→ ASSIGNMENT: Going from the top of the data below, give again each line through the one containing "use super::*;", both ends kept.

→ Dataset entries:
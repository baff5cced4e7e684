//! Peer selection (§4.7): round-robin among committee members, biased
//! toward whichever peer was most recently seen at the highest round.
use std::collections::{BTreeMap, VecDeque};

use beacon_group::Group;

pub struct PeerSelector {
    order: VecDeque<u32>,
    hints: BTreeMap<u32, u64>,
}

impl PeerSelector {
    pub fn new(group: &Group, my_index: u32) -> Self {
        let order = group
            .members
            .iter()
            .map(|m| m.index)
            .filter(|&i| i != my_index)
            .collect();
        Self {
            order,
            hints: BTreeMap::new(),
        }
    }

    /// Records that `peer_index` was last observed at `round`.
    pub fn record_hint(&mut self, peer_index: u32, round: u64) {
        self.hints
            .entry(peer_index)
            .and_modify(|seen| *seen = (*seen).max(round))
            .or_insert(round);
    }

    /// The next peer to try: the highest-hinted peer not excluded,
    /// ties broken by plain round-robin order so that, absent any
    /// hints, every peer gets an equal turn.
    pub fn next(&mut self, exclude: &[u32]) -> Option<u32> {
        let max_hint = self
            .order
            .iter()
            .filter(|i| !exclude.contains(i))
            .map(|i| self.hints.get(i).copied().unwrap_or(0))
            .max()?;
        let pos = self
            .order
            .iter()
            .position(|i| !exclude.contains(i) && self.hints.get(i).copied().unwrap_or(0) == max_hint)?;
        let chosen = self.order.remove(pos)?;
        self.order.push_back(chosen);
        Some(chosen)
    }
}

#[cfg(test)]
mod tests {
    use super::*;
    use beacon_crypto::{Poly, SchemeId};
    use beacon_group::{GroupDocument, Member};
    use rand::SeedableRng;
    use rand_chacha::ChaCha8Rng;

    fn sample_group() -> Group {
        let mut rng = ChaCha8Rng::seed_from_u64(1);
        let poly = Poly::random(1, &mut rng);
        let commits = poly.commit().commits().iter().map(|c| c.to_compressed().to_vec()).collect();
        let members = (1..=4u32)
            .map(|i| Member {
                index: i,
                address: format!("node-{i}"),
                public_key: vec![i as u8; 32],
                signing_key: vec![i as u8 + 20; 32],
            })
            .collect();
        Group::try_from(GroupDocument {
            scheme: SchemeId::ChainedBls12381,
            period_secs: 1,
            genesis_time: 1,
            transition_time: None,
            threshold: 2,
            members,
            public_key_commits: commits,
            genesis_seed: vec![0; 32],
            predecessor_hash: None,
        })
        .unwrap()
    }

    #[test]
    fn prefers_the_peer_hinted_at_the_highest_round() {
        let group = sample_group();
        let mut selector = PeerSelector::new(&group, 1);
        selector.record_hint(3, 10);
        selector.record_hint(2, 5);
        assert_eq!(selector.next(&[]), Some(3));
    }

    #[test]
    fn round_robins_without_hints() {
        let group = sample_group();
        let mut selector = PeerSelector::new(&group, 1);
        let first = selector.next(&[]).unwrap();
        let second = selector.next(&[]).unwrap();
        assert_ne!(first, second);
    }
}
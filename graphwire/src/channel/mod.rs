//! Format channels.
//!
//! A [`Channel`] knows one wire format and one [`Direction`]. It frames
//! packages ([`Channel::open`] / [`Channel::close`]) and objects
//! ([`Channel::start_of_class`] / [`Channel::end_of_class`]), and moves arrays of
//! primitives under a label. The [`schema`](crate::schema) rules drive a channel; a
//! channel never recurses into values on its own.
//!
//! Every channel embeds a [`ChannelState`] holding the open flag, the open
//! depth, the logical offset and the identity map for shared pointers.
use {
    crate::{
        config::{Config, DEFAULT_PREALLOCATION_LIMIT},
        error::{already_closed, already_open, not_open, recursion_limit, Result},
    },
    core::fmt,
    tracing::debug,
};

mod binary;
pub use binary::BinaryChannel;
mod identity;
pub use identity::IdentityMap;
pub(crate) use identity::{Outbound, NULL_HANDLE};
mod json;
pub use json::JsonChannel;
mod meta;
pub use meta::{meta_type, short_type_name, MetaType};
mod primitive;
pub use primitive::{Primitive, PrimitiveKind};
mod readable;
pub use readable::ReadableChannel;
mod text;
pub use text::TextChannel;

/// Whether a channel writes values to the wire or reads them back.
#[derive(Debug, Clone, Copy, PartialEq, Eq, Hash)]
pub enum Direction {
    /// Serializing to the wire.
    Out,
    /// Serializing from the wire.
    In,
}

impl fmt::Display for Direction {
    fn fmt(&self, f: &mut fmt::Formatter<'_>) -> fmt::Result {
        match self {
            Direction::Out => f.write_str("OUT"),
            Direction::In => f.write_str("IN"),
        }
    }
}

macro_rules! primitive_ops {
    ($($ty:ident)+) => {
        $crate::__private::paste! {
            $(
                #[doc = concat!("Transfer `items.len()` values of `", stringify!($ty), "` under `label`.")]
                ///
                /// Writes the values when serializing out, overwrites them when
                /// serializing in. Returns the number of elements transferred.
                fn [<serialize_ $ty>](&mut self, items: &mut [$ty], label: &str) -> Result<usize>;
            )+
        }
    };
}

/// A wire format bound to one direction.
///
/// Implementors provide the framing hooks and one operation per primitive
/// kind; the open/close state machine is provided. Most backends implement the
/// primitive operations with a single generic method over [`Primitive`] and
/// [`forward_primitives!`](crate::forward_primitives).
///
/// # Framing
///
/// A package starts with [`open`](Channel::open), which writes (OUT) or reads
/// (IN) the type name of the top-level object, and ends with
/// [`close`](Channel::close). The serialization rules close the package
/// automatically once the outermost composite finishes, so a caller only
/// opens. Opening an open channel raises [`Error::AlreadyOpen`](crate::Error::AlreadyOpen);
/// closing a closed one raises [`Error::AlreadyClosed`](crate::Error::AlreadyClosed).
pub trait Channel {
    fn state(&self) -> &ChannelState;

    fn state_mut(&mut self) -> &mut ChannelState;

    #[inline]
    fn direction(&self) -> Direction {
        self.state().direction()
    }

    /// Write the package header (OUT) or read it back (IN).
    ///
    /// OUT requires `type_name`; IN ignores it and returns the name found on
    /// the wire.
    fn open_package(&mut self, type_name: Option<&str>) -> Result<String>;

    /// Write (OUT) or consume (IN) the package trailer.
    fn close_package(&mut self) -> Result<()> {
        Ok(())
    }

    /// Begin a composite object.
    fn start_of_class(&mut self, _type_name: &str, _label: &str) -> Result<()> {
        Ok(())
    }

    /// End a composite object.
    fn end_of_class(&mut self, _type_name: &str, _label: &str) -> Result<()> {
        Ok(())
    }

    /// Classify a composite type for markup selection.
    fn meta_type(&self, type_name: &str) -> MetaType {
        meta_type(type_name)
    }

    primitive_ops!(bool u8 i8 u16 i16 u32 i32 u64 i64 f32 f64 char);

    /// Transfer a counted byte run under `label`.
    ///
    /// The run may contain any byte, including NUL. Text backends render it as
    /// a single escaped string. Returns the number of bytes transferred.
    fn serialize_bytes(&mut self, bytes: &mut Vec<u8>, label: &str) -> Result<usize>;

    /// Start a package. Returns the type name written or read.
    fn open(&mut self, type_name: Option<&str>) -> Result<String> {
        self.state_mut().mark_open()?;
        match self.open_package(type_name) {
            Ok(name) => {
                debug!(direction = %self.direction(), package = %name, "opened package");
                Ok(name)
            }
            Err(e) => {
                self.state_mut().abort();
                Err(e)
            }
        }
    }

    /// Finish the current package.
    fn close(&mut self) -> Result<()> {
        self.state_mut().mark_closed()?;
        self.close_package()?;
        debug!(
            direction = %self.direction(),
            offset = self.state().offset(),
            "closed package"
        );
        Ok(())
    }
}

impl<C: Channel + ?Sized> Channel for &mut C {
    #[inline]
    fn state(&self) -> &ChannelState {
        (**self).state()
    }

    #[inline]
    fn state_mut(&mut self) -> &mut ChannelState {
        (**self).state_mut()
    }

    fn open_package(&mut self, type_name: Option<&str>) -> Result<String> {
        (**self).open_package(type_name)
    }

    fn close_package(&mut self) -> Result<()> {
        (**self).close_package()
    }

    fn start_of_class(&mut self, type_name: &str, label: &str) -> Result<()> {
        (**self).start_of_class(type_name, label)
    }

    fn end_of_class(&mut self, type_name: &str, label: &str) -> Result<()> {
        (**self).end_of_class(type_name, label)
    }

    fn meta_type(&self, type_name: &str) -> MetaType {
        (**self).meta_type(type_name)
    }

    crate::forward_primitives!(@to_inner);

    fn serialize_bytes(&mut self, bytes: &mut Vec<u8>, label: &str) -> Result<usize> {
        (**self).serialize_bytes(bytes, label)
    }

    fn open(&mut self, type_name: Option<&str>) -> Result<String> {
        (**self).open(type_name)
    }

    fn close(&mut self) -> Result<()> {
        (**self).close()
    }
}

/// Implement every per-primitive [`Channel`] operation by forwarding to a
/// generic method of the backend with the signature
/// `fn name<P: Primitive>(&mut self, items: &mut [P], label: &str) -> Result<usize>`.
///
/// ```ignore
/// impl<T: Transport> Channel for MyChannel<T> {
///     forward_primitives!(serialize_primitive);
///     // ...
/// }
/// ```
#[macro_export]
macro_rules! forward_primitives {
    (@to_inner) => {
        $crate::forward_primitives!(@each to_inner; bool u8 i8 u16 i16 u32 i32 u64 i64 f32 f64 char);
    };
    ($generic:ident) => {
        $crate::forward_primitives!(@each $generic; bool u8 i8 u16 i16 u32 i32 u64 i64 f32 f64 char);
    };
    (@each to_inner; $($ty:ident)+) => {
        $crate::__private::paste! {
            $(
                #[inline]
                fn [<serialize_ $ty>](&mut self, items: &mut [$ty], label: &str) -> $crate::Result<usize> {
                    (**self).[<serialize_ $ty>](items, label)
                }
            )+
        }
    };
    (@each $generic:ident; $($ty:ident)+) => {
        $crate::__private::paste! {
            $(
                #[inline]
                fn [<serialize_ $ty>](&mut self, items: &mut [$ty], label: &str) -> $crate::Result<usize> {
                    self.$generic(items, label)
                }
            )+
        }
    };
}

/// Per-channel session state.
#[derive(Debug)]
pub struct ChannelState {
    direction: Direction,
    open: bool,
    /// A package was opened and has since been closed or aborted.
    closed: bool,
    depth: usize,
    max_depth: usize,
    preallocation_limit: usize,
    offset: u64,
    identities: IdentityMap,
}

impl ChannelState {
    pub fn new(direction: Direction, max_depth: usize) -> Self {
        Self {
            direction,
            open: false,
            closed: false,
            depth: 0,
            max_depth,
            preallocation_limit: DEFAULT_PREALLOCATION_LIMIT,
            offset: 0,
            identities: IdentityMap::default(),
        }
    }

    pub fn with_config(direction: Direction, config: &Config) -> Self {
        Self {
            preallocation_limit: config.preallocation_limit,
            ..Self::new(direction, config.max_depth)
        }
    }

    #[inline]
    pub fn direction(&self) -> Direction {
        self.direction
    }

    #[inline]
    pub fn is_open(&self) -> bool {
        self.open
    }

    /// Number of composites currently being serialized.
    #[inline]
    pub fn depth(&self) -> usize {
        self.depth
    }

    /// Largest number of bytes a reader allocates up front for one counted
    /// run.
    #[inline]
    pub fn preallocation_limit(&self) -> usize {
        self.preallocation_limit
    }

    /// Bytes moved through the channel so far. Used in diagnostics.
    #[inline]
    pub fn offset(&self) -> u64 {
        self.offset
    }

    #[inline]
    pub fn advance(&mut self, amt: usize) {
        self.offset += amt as u64;
    }

    pub fn identities(&self) -> &IdentityMap {
        &self.identities
    }

    pub fn identities_mut(&mut self) -> &mut IdentityMap {
        &mut self.identities
    }

    pub(crate) fn mark_open(&mut self) -> Result<()> {
        if self.open {
            return Err(already_open(self.offset));
        }
        self.open = true;
        self.closed = false;
        self.depth = 0;
        Ok(())
    }

    pub(crate) fn mark_closed(&mut self) -> Result<()> {
        if !self.open {
            return Err(already_closed(self.offset));
        }
        self.open = false;
        self.closed = true;
        self.depth = 0;
        Ok(())
    }

    /// Fails with `AlreadyClosed` after a package ended, `NotOpen` if none
    /// was ever opened.
    pub(crate) fn ensure_open(&self, label: &str) -> Result<()> {
        match (self.open, self.closed) {
            (true, _) => Ok(()),
            (false, true) => Err(already_closed(self.offset)),
            (false, false) => Err(not_open(label, self.offset)),
        }
    }

    /// Begin one composite. Requires an open package.
    pub(crate) fn enter(&mut self, label: &str) -> Result<()> {
        self.ensure_open(label)?;
        if self.depth >= self.max_depth {
            return Err(recursion_limit(self.max_depth, self.offset));
        }
        self.depth += 1;
        Ok(())
    }

    /// End one composite. Returns `true` when the outermost one finished.
    pub(crate) fn leave(&mut self) -> bool {
        self.depth = self.depth.saturating_sub(1);
        self.depth == 0
    }

    /// Drop the current package after an error so the channel can be
    /// reopened.
    pub(crate) fn abort(&mut self) {
        self.closed |= self.open;
        self.open = false;
        self.depth = 0;
    }
}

→ FINISHED TASK:
repository baff5cced4e7e684
//! Peer selection (§4.7): round-robin among committee members, biased
//! toward whichever peer was most recently seen at the highest round.
use std::collections::{BTreeMap, VecDeque};

use beacon_group::Group;

pub struct PeerSelector {
    order: VecDeque<u32>,
    hints: BTreeMap<u32, u64>,
}

impl PeerSelector {
    pub fn new(group: &Group, my_index: u32) -> Self {
        let order = group
            .members
            .iter()
            .map(|m| m.index)
            .filter(|&i| i != my_index)
            .collect();
        Self {
            order,
            hints: BTreeMap::new(),
        }
    }

    /// Records that `peer_index` was last observed at `round`.
    pub fn record_hint(&mut self, peer_index: u32, round: u64) {
        self.hints
            .entry(peer_index)
            .and_modify(|seen| *seen = (*seen).max(round))
            .or_insert(round);
    }

    /// The next peer to try: the highest-hinted peer not excluded,
    /// ties broken by plain round-robin order so that, absent any
    /// hints, every peer gets an equal turn.
    pub fn next(&mut self, exclude: &[u32]) -> Option<u32> {
        let max_hint = self
            .order
            .iter()
            .filter(|i| !exclude.contains(i))
            .map(|i| self.hints.get(i).copied().unwrap_or(0))
            .max()?;
        let pos = self
            .order
            .iter()
            .position(|i| !exclude.contains(i) && self.hints.get(i).copied().unwrap_or(0) == max_hint)?;
        let chosen = self.order.remove(pos)?;
        self.order.push_back(chosen);
        Some(chosen)
    }
}

#[cfg(test)]
mod tests {
    use super::*;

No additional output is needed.